Information Block Start

//! Scripted location source
//!
//! Stands in for the platform location service by replaying a JSONL script.
//! Each line is one JSON object tagged by `type`:
//!
//! ```text
//! {"type":"authorization","status":"authorized_when_in_use"}
//! {"type":"add_region","id":"home","lat":10.0,"lon":20.0,"radius_m":200}
//! {"type":"position","lat":10.0,"lon":20.0,"accuracy":5.0}
//! {"type":"enter","region":"home","ts":100}
//! {"type":"exit","region":"home"}
//! {"type":"failure","error":"monitoring unavailable"}
//! {"type":"location_error","error":"gps unavailable"}
//! {"type":"remove_region","id":"home"}
//! {"type":"sleep","ms":500}
//! ```
//!
//! Blank lines and `#` comments are skipped. A missing `ts` means "now".
//! Positions are only delivered once location updates are running; after an
//! authorized `authorization` line the replay waits (up to one second) for the
//! monitor to start them, so a fix may directly follow the grant.
//! Enter/exit lines are forwarded as scripted, including for regions that are
//! no longer monitored, so removal races can be reproduced.

use crate::domain::types::{
    epoch_ms, AuthorizationStatus, Coordinate, GeoRegion, Position, RegionId,
};
use crate::infra::config::Config;
use crate::io::location::{LocationError, LocationSignal, LocationSource, SignalSender};
use crate::services::monitor::MonitorHandle;
use anyhow::Context;
use parking_lot::Mutex;
use rustc_hash::FxHashSet;
use serde::Deserialize;
use std::path::Path;
use std::sync::atomic::{AtomicBool, Ordering};
use std::time::Duration;
use tokio::sync::watch;
use tracing::{debug, info, warn};

/// Poll interval while waiting for location updates after a grant
const UPDATES_POLL: Duration = Duration::from_millis(1);
/// Give up waiting for location updates after this long
const UPDATES_WAIT: Duration = Duration::from_secs(1);

/// One line of a replay script
#[derive(Debug, Clone, PartialEq, Deserialize)]
#[serde(tag = "type", rename_all = "snake_case")]
pub enum ScriptEntry {
    Position {
        lat: f64,
        lon: f64,
        #[serde(default)]
        accuracy: f64,
        ts: Option<u64>,
    },
    Enter {
        region: String,
        ts: Option<u64>,
    },
    Exit {
        region: String,
        ts: Option<u64>,
    },
    Failure {
        #[serde(default)]
        region: Option<String>,
        error: String,
        ts: Option<u64>,
    },
    Authorization {
        status: AuthorizationStatus,
    },
    LocationError {
        error: String,
    },
    AddRegion {
        id: Option<String>,
        lat: f64,
        lon: f64,
        radius_m: Option<f64>,
    },
    RemoveRegion {
        id: String,
    },
    Sleep {
        ms: u64,
    },
}

/// Parse a replay script, skipping comments, blank and malformed lines
pub fn parse_script(content: &str) -> Vec<ScriptEntry> {
    content
        .lines()
        .enumerate()
        .filter_map(|(idx, line)| {
            let line = line.trim();
            if line.is_empty() || line.starts_with('#') {
                return None;
            }
            match serde_json::from_str::<ScriptEntry>(line) {
                Ok(entry) => Some(entry),
                Err(e) => {
                    warn!(line = %(idx + 1), error = %e, "script_line_invalid");
                    None
                }
            }
        })
        .collect()
}

/// Load and parse a replay script from disk
pub fn load_script<P: AsRef<Path>>(path: P) -> anyhow::Result<Vec<ScriptEntry>> {
    let path = path.as_ref();
    let content = std::fs::read_to_string(path)
        .with_context(|| format!("Failed to read replay script {}", path.display()))?;
    Ok(parse_script(&content))
}

/// Location source driven by a replay script
pub struct ReplaySource {
    /// Regions the simulated platform is monitoring
    monitored: Mutex<FxHashSet<RegionId>>,
    region_limit: usize,
    monitoring_available: bool,
    status: Mutex<AuthorizationStatus>,
    updating: AtomicBool,
    distance_filter_m: f64,
    /// Last fix handed to the monitor, for the distance filter
    last_delivered: Mutex<Option<Coordinate>>,
}

impl ReplaySource {
    pub fn new(config: &Config) -> Self {
        Self {
            monitored: Mutex::new(FxHashSet::default()),
            region_limit: config.platform_region_limit(),
            monitoring_available: config.monitoring_available(),
            status: Mutex::new(config.initial_authorization()),
            updating: AtomicBool::new(false),
            distance_filter_m: config.distance_filter_m(),
            last_delivered: Mutex::new(None),
        }
    }

    /// Regions currently monitored on the platform side
    pub fn monitored_regions(&self) -> Vec<RegionId> {
        let mut ids: Vec<RegionId> = self.monitored.lock().iter().cloned().collect();
        ids.sort();
        ids
    }

    pub fn is_updating(&self) -> bool {
        self.updating.load(Ordering::Relaxed)
    }

    /// Apply the platform's delivery rules to a fix
    ///
    /// Fixes are only delivered after location updates were started, and only
    /// once the device moved at least the distance filter since the last one.
    fn accept_fix(&self, position: &Position) -> bool {
        if !self.is_updating() {
            return false;
        }

        let mut last = self.last_delivered.lock();
        let coordinate = position.coordinate();
        if let Some(prev) = *last {
            if self.distance_filter_m > 0.0 && prev.distance_to(&coordinate) < self.distance_filter_m
            {
                return false;
            }
        }
        *last = Some(coordinate);
        true
    }

    /// Hold the script until the monitor has started location updates
    ///
    /// A grant only turns updates on once the monitor handles it; fixes
    /// scripted right after the grant would otherwise be filtered.
    async fn wait_for_updates(&self, shutdown: &mut watch::Receiver<bool>) {
        let wait = async {
            while !self.is_updating() {
                tokio::time::sleep(UPDATES_POLL).await;
            }
        };
        tokio::select! {
            result = tokio::time::timeout(UPDATES_WAIT, wait) => {
                if result.is_err() {
                    warn!("replay_location_updates_not_started");
                }
            }
            _ = shutdown.changed() => {}
        }
    }

    /// Replay the script into the monitor
    ///
    /// Region commands go through the handle; everything else is pushed as a
    /// location signal. Returns when the script ends, the monitor goes away,
    /// or shutdown is signalled.
    pub async fn run(
        &self,
        entries: Vec<ScriptEntry>,
        signals: SignalSender,
        handle: MonitorHandle,
        default_radius_m: f64,
        mut shutdown: watch::Receiver<bool>,
    ) {
        info!(entries = %entries.len(), "replay_started");

        for entry in entries {
            if *shutdown.borrow() {
                info!("replay_shutdown");
                return;
            }

            let signal = match entry {
                ScriptEntry::Sleep { ms } => {
                    tokio::select! {
                        _ = tokio::time::sleep(Duration::from_millis(ms)) => {}
                        _ = shutdown.changed() => {}
                    }
                    continue;
                }
                ScriptEntry::AddRegion { id, lat, lon, radius_m } => {
                    let center = Coordinate::new(lat, lon);
                    let radius_m = radius_m.unwrap_or(default_radius_m);
                    let region = match id {
                        Some(id) => GeoRegion::new(id, center, radius_m),
                        None => GeoRegion::at_center(center, radius_m),
                    };
                    match region {
                        Ok(region) => {
                            if let Err(e) = handle.add_region(region).await {
                                warn!(error = %e, "replay_add_region_failed");
                            }
                        }
                        Err(e) => warn!(error = %e, "replay_region_invalid"),
                    }
                    continue;
                }
                ScriptEntry::RemoveRegion { id } => {
                    if let Err(e) = handle.remove_region(RegionId(id)).await {
                        warn!(error = %e, "replay_remove_region_failed");
                    }
                    continue;
                }
                ScriptEntry::Position { lat, lon, accuracy, ts } => {
                    let position =
                        Position { lat, lon, accuracy_m: accuracy, ts: ts.unwrap_or_else(epoch_ms) };
                    if !self.accept_fix(&position) {
                        debug!(lat = %lat, lon = %lon, "replay_fix_filtered");
                        continue;
                    }
                    LocationSignal::Position(position)
                }
                ScriptEntry::Enter { region, ts } => LocationSignal::Entered {
                    region_id: RegionId(region),
                    ts: ts.unwrap_or_else(epoch_ms),
                },
                ScriptEntry::Exit { region, ts } => LocationSignal::Exited {
                    region_id: RegionId(region),
                    ts: ts.unwrap_or_else(epoch_ms),
                },
                ScriptEntry::Failure { region, error, ts } => LocationSignal::MonitoringFailed {
                    region_id: region.map(RegionId),
                    error,
                    ts: ts.unwrap_or_else(epoch_ms),
                },
                ScriptEntry::Authorization { status } => {
                    *self.status.lock() = status;
                    LocationSignal::AuthorizationChanged(status)
                }
                ScriptEntry::LocationError { error } => LocationSignal::LocationError { error },
            };

            let granted =
                matches!(&signal, LocationSignal::AuthorizationChanged(s) if s.is_authorized());

            if !signals.send(signal) {
                warn!("replay_signal_channel_closed");
                return;
            }

            if granted {
                self.wait_for_updates(&mut shutdown).await;
            }
        }

        info!("replay_finished");
    }
}

impl LocationSource for ReplaySource {
    fn is_monitoring_available(&self) -> bool {
        self.monitoring_available
    }

    fn authorization_status(&self) -> AuthorizationStatus {
        *self.status.lock()
    }

    fn request_authorization(&self) {
        // The answer arrives later as an `authorization` script line
        debug!("replay_authorization_requested");
    }

    fn start_updating_location(&self) {
        self.updating.store(true, Ordering::Relaxed);
        debug!("replay_location_updates_started");
    }

    fn start_monitoring(&self, region: &GeoRegion) -> Result<(), LocationError> {
        let mut monitored = self.monitored.lock();
        if !monitored.contains(region.id()) && monitored.len() >= self.region_limit {
            return Err(LocationError::RegionLimit(self.region_limit));
        }
        monitored.insert(region.id().clone());
        Ok(())
    }

    fn stop_monitoring(&self, region: &GeoRegion) -> Result<(), LocationError> {
        self.monitored.lock().remove(region.id());
        Ok(())
    }
}

#[cfg(test)]
mod tests {
    use super::*;

    #[test]
    fn test_parse_script_entries() {
        let script = r#"
# demo
{"type":"add_region","id":"home","lat":10.0,"lon":20.0,"radius_m":200}
{"type":"enter","region":"home","ts":100}
{"type":"failure","error":"service unavailable","ts":7}

{"type":"authorization","status":"denied"}
{"type":"sleep","ms":5}
"#;
        let entries = parse_script(script);
        assert_eq!(entries.len(), 5);
        assert_eq!(
            entries[0],
            ScriptEntry::AddRegion {
                id: Some("home".to_string()),
                lat: 10.0,
                lon: 20.0,
                radius_m: Some(200.0)
            }
        );
        assert_eq!(entries[1], ScriptEntry::Enter { region: "home".to_string(), ts: Some(100) });
        assert_eq!(
            entries[2],
            ScriptEntry::Failure {
                region: None,
                error: "service unavailable".to_string(),
                ts: Some(7)
            }
        );
        assert_eq!(entries[3], ScriptEntry::Authorization { status: AuthorizationStatus::Denied });
    }

    #[test]
    fn test_parse_script_skips_malformed_lines() {
        let script = "not json\n{\"type\":\"teleport\"}\n{\"type\":\"exit\",\"region\":\"a\"}\n";
        let entries = parse_script(script);
        assert_eq!(entries, vec![ScriptEntry::Exit { region: "a".to_string(), ts: None }]);
    }

    #[test]
    fn test_platform_region_limit() {
        let source = ReplaySource::new(&Config::default());
        for i in 0..20 {
            let region = GeoRegion::at_center(Coordinate::new(i as f64, 0.0), 100.0).unwrap();
            source.start_monitoring(&region).unwrap();
        }
        let extra = GeoRegion::new("extra", Coordinate::new(0.0, 1.0), 100.0).unwrap();
        assert_eq!(source.start_monitoring(&extra), Err(LocationError::RegionLimit(20)));

        let first = GeoRegion::at_center(Coordinate::new(0.0, 0.0), 100.0).unwrap();
        source.stop_monitoring(&first).unwrap();
        assert!(source.start_monitoring(&extra).is_ok());
        assert_eq!(source.monitored_regions().len(), 20);
    }

    #[tokio::test]
    async fn test_fix_right_after_grant_is_delivered() {
        use crate::infra::metrics::Metrics;
        use crate::io::location::create_signal_channel;
        use std::sync::Arc;

        let source = Arc::new(ReplaySource::new(&Config::default()));
        let (signals, mut signal_rx) = create_signal_channel(8, Arc::new(Metrics::new()));
        let (handle, _command_rx) = MonitorHandle::channel(1);
        let (_shutdown_tx, shutdown_rx) = watch::channel(false);

        // Stand-in monitor: a grant starts location updates
        let consumer_source = source.clone();
        let consumer = tokio::spawn(async move {
            let mut received = Vec::new();
            while let Some(signal) = signal_rx.recv().await {
                if let LocationSignal::AuthorizationChanged(status) = &signal {
                    if status.is_authorized() {
                        consumer_source.start_updating_location();
                    }
                }
                received.push(signal.as_str());
            }
            received
        });

        let entries = parse_script(
            "{\"type\":\"authorization\",\"status\":\"authorized_always\"}\n\
             {\"type\":\"position\",\"lat\":10.0,\"lon\":20.0,\"ts\":1}\n",
        );
        source.run(entries, signals, handle, 200.0, shutdown_rx).await;

        let received = consumer.await.unwrap();
        assert_eq!(received, vec!["authorization_changed", "position"]);
    }

    #[test]
    fn test_fixes_need_updates_and_distance() {
        let source = ReplaySource::new(&Config::default());
        let fix = |lat: f64| Position { lat, lon: 0.0, accuracy_m: 5.0, ts: 1 };

        // Not delivered before location updates start
        assert!(!source.accept_fix(&fix(0.0)));

        source.start_updating_location();
        assert!(source.accept_fix(&fix(0.0)));
        // ~11 m away: under the 100 m filter
        assert!(!source.accept_fix(&fix(0.0001)));
        // ~111 m away from the last delivered fix
        assert!(source.accept_fix(&fix(0.001)));
    }
}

Information Block End

### Assignment
Determine which lines above include the word "collect", and report those lines in full.

### Answer to this task
        .collect()
        let mut ids: Vec<RegionId> = self.monitored.lock().iter().cloned().collect();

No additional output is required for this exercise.